## Exercise directions:
Each line of the records that includes "cast" should be found and copied.

## Study material:
-*-

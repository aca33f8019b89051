// Platform surfaces
//
// Maps raw window handles to the matching VK_KHR_*_surface extension.
// Supported: Win32, Xlib, Xcb, Wayland.

use anyhow::{bail, Context, Result};
use ash::extensions::khr;
use ash::{vk, Entry};
use raw_window_handle::{RawDisplayHandle, RawWindowHandle};
use std::ffi::c_char;

/// Instance extensions needed to present to a window on this display
pub fn required_extensions(display: RawDisplayHandle) -> Result<Vec<*const c_char>> {
    let platform = match display {
        RawDisplayHandle::Windows(_) => khr::Win32Surface::name(),
        RawDisplayHandle::Xlib(_) => khr::XlibSurface::name(),
        RawDisplayHandle::Xcb(_) => khr::XcbSurface::name(),
        RawDisplayHandle::Wayland(_) => khr::WaylandSurface::name(),
        other => bail!("Unsupported display platform: {:?}", other),
    };

    Ok(vec![khr::Surface::name().as_ptr(), platform.as_ptr()])
}

/// Create a presentable surface for `window`
///
/// # Safety
/// The handles must stay valid for the lifetime of the returned surface.
pub unsafe fn create_surface(
    entry: &Entry,
    instance: &ash::Instance,
    display: RawDisplayHandle,
    window: RawWindowHandle,
) -> Result<vk::SurfaceKHR> {
    let surface = match (display, window) {
        (RawDisplayHandle::Windows(_), RawWindowHandle::Win32(handle)) => {
            let create_info = vk::Win32SurfaceCreateInfoKHR::builder()
                .hinstance(handle.hinstance.map_or(0, |h| h.get()) as vk::HINSTANCE)
                .hwnd(handle.hwnd.get() as vk::HWND);
            khr::Win32Surface::new(entry, instance).create_win32_surface(&create_info, None)
        }
        (RawDisplayHandle::Xlib(display), RawWindowHandle::Xlib(handle)) => {
            let dpy = display
                .display
                .context("Xlib display handle has no connection")?;
            let create_info = vk::XlibSurfaceCreateInfoKHR::builder()
                .dpy(dpy.as_ptr().cast())
                .window(handle.window as vk::Window);
            khr::XlibSurface::new(entry, instance).create_xlib_surface(&create_info, None)
        }
        (RawDisplayHandle::Xcb(display), RawWindowHandle::Xcb(handle)) => {
            let connection = display
                .connection
                .context("Xcb display handle has no connection")?;
            let create_info = vk::XcbSurfaceCreateInfoKHR::builder()
                .connection(connection.as_ptr().cast())
                .window(handle.window.get() as vk::xcb_window_t);
            khr::XcbSurface::new(entry, instance).create_xcb_surface(&create_info, None)
        }
        (RawDisplayHandle::Wayland(display), RawWindowHandle::Wayland(handle)) => {
            let create_info = vk::WaylandSurfaceCreateInfoKHR::builder()
                .display(display.display.as_ptr().cast())
                .surface(handle.surface.as_ptr().cast());
            khr::WaylandSurface::new(entry, instance).create_wayland_surface(&create_info, None)
        }
        (display, window) => bail!("Unsupported window platform: {:?} / {:?}", display, window),
    };

    surface.context("Failed to create window surface")
}
// Vulkan Device - Core GPU interface
//
// Responsibilities:
// - Instance creation with validation layers and the window's surface extensions
// - Presentable surface creation
// - Physical device selection (prefer discrete GPU, require timeline semaphores
//   and synchronization2)
// - Logical device + render/transfer queue creation
// - Memory allocator setup

use anyhow::{anyhow, bail, Context, Result};
use ash::extensions::{ext, khr};
use ash::vk::{self, Handle};
use ash::Entry;
use gpu_allocator::vulkan::{Allocator, AllocatorCreateDesc};
use parking_lot::Mutex;
use raw_window_handle::{RawDisplayHandle, RawWindowHandle};
use std::ffi::{CStr, CString};
use std::mem::ManuallyDrop;
use std::sync::Arc;

use super::platform;

/// Core features the backend relies on
const REQUIRED_DEVICE_FEATURES: vk::PhysicalDeviceFeatures = vk::PhysicalDeviceFeatures {
    sampler_anisotropy: vk::TRUE,
    ..unsafe { std::mem::zeroed() }
};

/// Vulkan device wrapper with automatic cleanup
pub struct VulkanDevice {
    // Dropped by hand before the device, see `Drop`
    pub allocator: ManuallyDrop<Mutex<Allocator>>,
    pub device: ash::Device,
    pub physical_device: vk::PhysicalDevice,
    pub instance: ash::Instance,
    _entry: Entry,

    // Presentable surface of the window
    pub surface: vk::SurfaceKHR,
    pub surface_loader: khr::Surface,

    // Queue handles. The transfer queue is a second queue of the graphics
    // family when the family has one, otherwise the graphics queue itself.
    pub graphics_queue: vk::Queue,
    pub transfer_queue: vk::Queue,
    pub graphics_queue_family: u32,

    // Debug utils (if validation enabled)
    debug_utils: Option<(ext::DebugUtils, vk::DebugUtilsMessengerEXT)>,

    // Device properties (cached for performance)
    pub properties: vk::PhysicalDeviceProperties,
}

impl VulkanDevice {
    /// Create Vulkan device for a window
    ///
    /// # Arguments
    /// * `app_name` - Application name for debugging
    /// * `enable_validation` - Enable Vulkan validation layers (debug only)
    /// * `display`, `window` - Raw handles of the window to present to
    pub fn new(
        app_name: &str,
        enable_validation: bool,
        display: RawDisplayHandle,
        window: RawWindowHandle,
    ) -> Result<Arc<Self>> {
        log::info!("Creating Vulkan device: {}", app_name);

        // Step 1: Load Vulkan library
        let entry = unsafe { Entry::load() }
            .context("Failed to load Vulkan library. Is Vulkan installed?")?;

        // Step 2: Create instance
        let instance = Self::create_instance(&entry, app_name, enable_validation, display)?;

        // Step 3: Setup debug messenger if validation enabled
        let debug_utils = if enable_validation {
            Some(Self::setup_debug_messenger(&entry, &instance)?)
        } else {
            None
        };

        // Step 4: Create the window surface
        let surface_loader = khr::Surface::new(&entry, &instance);
        let surface = unsafe { platform::create_surface(&entry, &instance, display, window) }?;

        // Step 5: Pick physical device (GPU)
        let (physical_device, graphics_queue_family, queue_count) =
            Self::pick_physical_device(&instance, &surface_loader, surface)?;

        // Step 6: Create logical device
        let dedicated_transfer = queue_count > 1;
        let device = Self::create_logical_device(
            &instance,
            physical_device,
            graphics_queue_family,
            dedicated_transfer,
        )?;
        let graphics_queue = unsafe { device.get_device_queue(graphics_queue_family, 0) };
        let transfer_queue = if dedicated_transfer {
            unsafe { device.get_device_queue(graphics_queue_family, 1) }
        } else {
            graphics_queue
        };

        // Step 7: Cache device properties
        let properties = unsafe { instance.get_physical_device_properties(physical_device) };

        log::info!(
            "Selected GPU: {}",
            unsafe { CStr::from_ptr(properties.device_name.as_ptr()) }.to_string_lossy()
        );
        log::info!(
            "API Version: {}.{}.{}",
            vk::api_version_major(properties.api_version),
            vk::api_version_minor(properties.api_version),
            vk::api_version_patch(properties.api_version)
        );
        log::info!(
            "Transfer queue: {}",
            if dedicated_transfer { "dedicated" } else { "shared with graphics" }
        );

        // Step 8: Create memory allocator
        let allocator = Self::create_allocator(&instance, physical_device, &device)?;

        Ok(Arc::new(Self {
            allocator: ManuallyDrop::new(Mutex::new(allocator)),
            device,
            physical_device,
            instance,
            _entry: entry,
            surface,
            surface_loader,
            graphics_queue,
            transfer_queue,
            graphics_queue_family,
            debug_utils,
            properties,
        }))
    }

    fn create_instance(
        entry: &Entry,
        app_name: &str,
        enable_validation: bool,
        display: RawDisplayHandle,
    ) -> Result<ash::Instance> {
        let app_name_cstr = CString::new(app_name)?;
        let engine_name = CString::new("Frame Pipeline")?;

        let app_info = vk::ApplicationInfo::builder()
            .application_name(&app_name_cstr)
            .application_version(vk::make_api_version(0, 0, 1, 0))
            .engine_name(&engine_name)
            .engine_version(vk::make_api_version(0, 0, 1, 0))
            .api_version(vk::API_VERSION_1_3);

        // Surface extensions for this platform, plus debug utils for object names
        let mut extensions = platform::required_extensions(display)?;
        extensions.push(ext::DebugUtils::name().as_ptr());

        // Validation layers
        let layer_names = if enable_validation {
            vec![c"VK_LAYER_KHRONOS_validation".as_ptr()]
        } else {
            vec![]
        };

        let create_info = vk::InstanceCreateInfo::builder()
            .application_info(&app_info)
            .enabled_extension_names(&extensions)
            .enabled_layer_names(&layer_names);

        let instance = unsafe { entry.create_instance(&create_info, None) }
            .context("Failed to create Vulkan instance")?;

        Ok(instance)
    }

    fn setup_debug_messenger(
        entry: &Entry,
        instance: &ash::Instance,
    ) -> Result<(ext::DebugUtils, vk::DebugUtilsMessengerEXT)> {
        let debug_utils = ext::DebugUtils::new(entry, instance);

        let create_info = vk::DebugUtilsMessengerCreateInfoEXT::builder()
            .message_severity(
                vk::DebugUtilsMessageSeverityFlagsEXT::WARNING
                    | vk::DebugUtilsMessageSeverityFlagsEXT::ERROR,
            )
            .message_type(
                vk::DebugUtilsMessageTypeFlagsEXT::GENERAL
                    | vk::DebugUtilsMessageTypeFlagsEXT::VALIDATION
                    | vk::DebugUtilsMessageTypeFlagsEXT::PERFORMANCE,
            )
            .pfn_user_callback(Some(debug_callback));

        let messenger = unsafe { debug_utils.create_debug_utils_messenger(&create_info, None) }
            .context("Failed to create debug messenger")?;

        Ok((debug_utils, messenger))
    }

    /// Returns the device, its graphics+present queue family and that family's queue count
    fn pick_physical_device(
        instance: &ash::Instance,
        surface_loader: &khr::Surface,
        surface: vk::SurfaceKHR,
    ) -> Result<(vk::PhysicalDevice, u32, u32)> {
        let devices = unsafe { instance.enumerate_physical_devices() }?;

        if devices.is_empty() {
            bail!("No Vulkan-capable GPU found");
        }

        // Score each device
        let mut best_device = None;
        let mut best_score = 0;

        for device in devices {
            let props = unsafe { instance.get_physical_device_properties(device) };

            // Check required features
            if !Self::check_device_features(instance, device) {
                continue;
            }

            // Find a queue family that can both draw and present
            let queue_families =
                unsafe { instance.get_physical_device_queue_family_properties(device) };

            let graphics_family = queue_families.iter().enumerate().find(|(i, family)| {
                family.queue_flags.contains(vk::QueueFlags::GRAPHICS)
                    && unsafe {
                        surface_loader.get_physical_device_surface_support(device, *i as u32, surface)
                    }
                    .unwrap_or(false)
            });

            if let Some((family, family_props)) = graphics_family {
                // Score device (prefer discrete GPU)
                let score = match props.device_type {
                    vk::PhysicalDeviceType::DISCRETE_GPU => 1000,
                    vk::PhysicalDeviceType::INTEGRATED_GPU => 100,
                    _ => 1,
                };

                if score > best_score {
                    best_score = score;
                    best_device = Some((device, family as u32, family_props.queue_count));
                }
            }
        }

        best_device.ok_or_else(|| anyhow!("No suitable GPU found"))
    }

    fn check_device_features(instance: &ash::Instance, device: vk::PhysicalDevice) -> bool {
        let props = unsafe { instance.get_physical_device_properties(device) };
        if props.api_version < vk::API_VERSION_1_3 {
            return false;
        }

        let mut features12 = vk::PhysicalDeviceVulkan12Features::default();
        let mut features13 = vk::PhysicalDeviceVulkan13Features::default();
        let mut features = vk::PhysicalDeviceFeatures2::builder()
            .push_next(&mut features12)
            .push_next(&mut features13);
        unsafe { instance.get_physical_device_features2(device, &mut features) };
        let core = features.features;

        core.sampler_anisotropy == vk::TRUE
            && features12.timeline_semaphore == vk::TRUE
            && features13.synchronization2 == vk::TRUE
    }

    fn create_logical_device(
        instance: &ash::Instance,
        physical_device: vk::PhysicalDevice,
        graphics_queue_family: u32,
        dedicated_transfer: bool,
    ) -> Result<ash::Device> {
        let queue_priorities: &[f32] = if dedicated_transfer { &[1.0, 1.0] } else { &[1.0] };
        let queue_create_info = vk::DeviceQueueCreateInfo::builder()
            .queue_family_index(graphics_queue_family)
            .queue_priorities(queue_priorities)
            .build();

        // Required device extensions
        let extensions = [khr::Swapchain::name().as_ptr()];

        // Counting signals are timeline semaphores, submissions use synchronization2
        let mut features12 = vk::PhysicalDeviceVulkan12Features::builder().timeline_semaphore(true);
        let mut features13 = vk::PhysicalDeviceVulkan13Features::builder().synchronization2(true);

        let create_info = vk::DeviceCreateInfo::builder()
            .queue_create_infos(std::slice::from_ref(&queue_create_info))
            .enabled_extension_names(&extensions)
            .enabled_features(&REQUIRED_DEVICE_FEATURES)
            .push_next(&mut features12)
            .push_next(&mut features13);

        let device = unsafe { instance.create_device(physical_device, &create_info, None) }
            .context("Failed to create logical device")?;

        Ok(device)
    }

    fn create_allocator(
        instance: &ash::Instance,
        physical_device: vk::PhysicalDevice,
        device: &ash::Device,
    ) -> Result<Allocator> {
        let allocator = Allocator::new(&AllocatorCreateDesc {
            instance: instance.clone(),
            device: device.clone(),
            physical_device,
            debug_settings: Default::default(),
            buffer_device_address: false,
            allocation_sizes: Default::default(),
        })
        .context("Failed to create memory allocator")?;

        Ok(allocator)
    }

    /// Label a handle for validation messages and capture tools
    pub fn set_object_name<H: Handle>(&self, handle: H, name: &str) {
        let Some((debug_utils, _)) = &self.debug_utils else {
            return;
        };
        let Ok(name) = CString::new(name) else {
            return;
        };

        let name_info = vk::DebugUtilsObjectNameInfoEXT::builder()
            .object_type(H::TYPE)
            .object_handle(handle.as_raw())
            .object_name(&name);

        if let Err(e) =
            unsafe { debug_utils.set_debug_utils_object_name(self.device.handle(), &name_info) }
        {
            log::warn!("Failed to name Vulkan object: {:?}", e);
        }
    }

    /// Wait for device to be idle (e.g., before cleanup)
    pub fn wait_idle(&self) -> Result<()> {
        unsafe { self.device.device_wait_idle() }.context("Failed to wait for device idle")?;
        Ok(())
    }
}

impl Drop for VulkanDevice {
    fn drop(&mut self) {
        log::info!("Destroying Vulkan device...");

        // Wait for device to finish
        let _ = self.wait_idle();

        // Cleanup in reverse order. The allocator frees its memory blocks
        // through the device, so it goes first.
        unsafe {
            ManuallyDrop::drop(&mut self.allocator);

            self.device.destroy_device(None);
            self.surface_loader.destroy_surface(self.surface, None);

            if let Some((debug_utils, messenger)) = self.debug_utils.take() {
                debug_utils.destroy_debug_utils_messenger(messenger, None);
            }

            self.instance.destroy_instance(None);
        }
    }
}

// Debug callback for validation layers
unsafe extern "system" fn debug_callback(
    message_severity: vk::DebugUtilsMessageSeverityFlagsEXT,
    _message_type: vk::DebugUtilsMessageTypeFlagsEXT,
    p_callback_data: *const vk::DebugUtilsMessengerCallbackDataEXT,
    _p_user_data: *mut std::ffi::c_void,
) -> vk::Bool32 {
    let message = CStr::from_ptr((*p_callback_data).p_message);

    match message_severity {
        vk::DebugUtilsMessageSeverityFlagsEXT::ERROR => {
            log::error!("[Vulkan] {}", message.to_string_lossy());
        }
        vk::DebugUtilsMessageSeverityFlagsEXT::WARNING => {
            log::warn!("[Vulkan] {}", message.to_string_lossy());
        }
        _ => {
            log::debug!("[Vulkan] {}", message.to_string_lossy());
        }
    }

    vk::FALSE
}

-*-

## Your solution:
                .dpy(dpy.as_ptr().cast())
                .connection(connection.as_ptr().cast())
                .display(display.display.as_ptr().cast())
                .surface(handle.surface.as_ptr().cast());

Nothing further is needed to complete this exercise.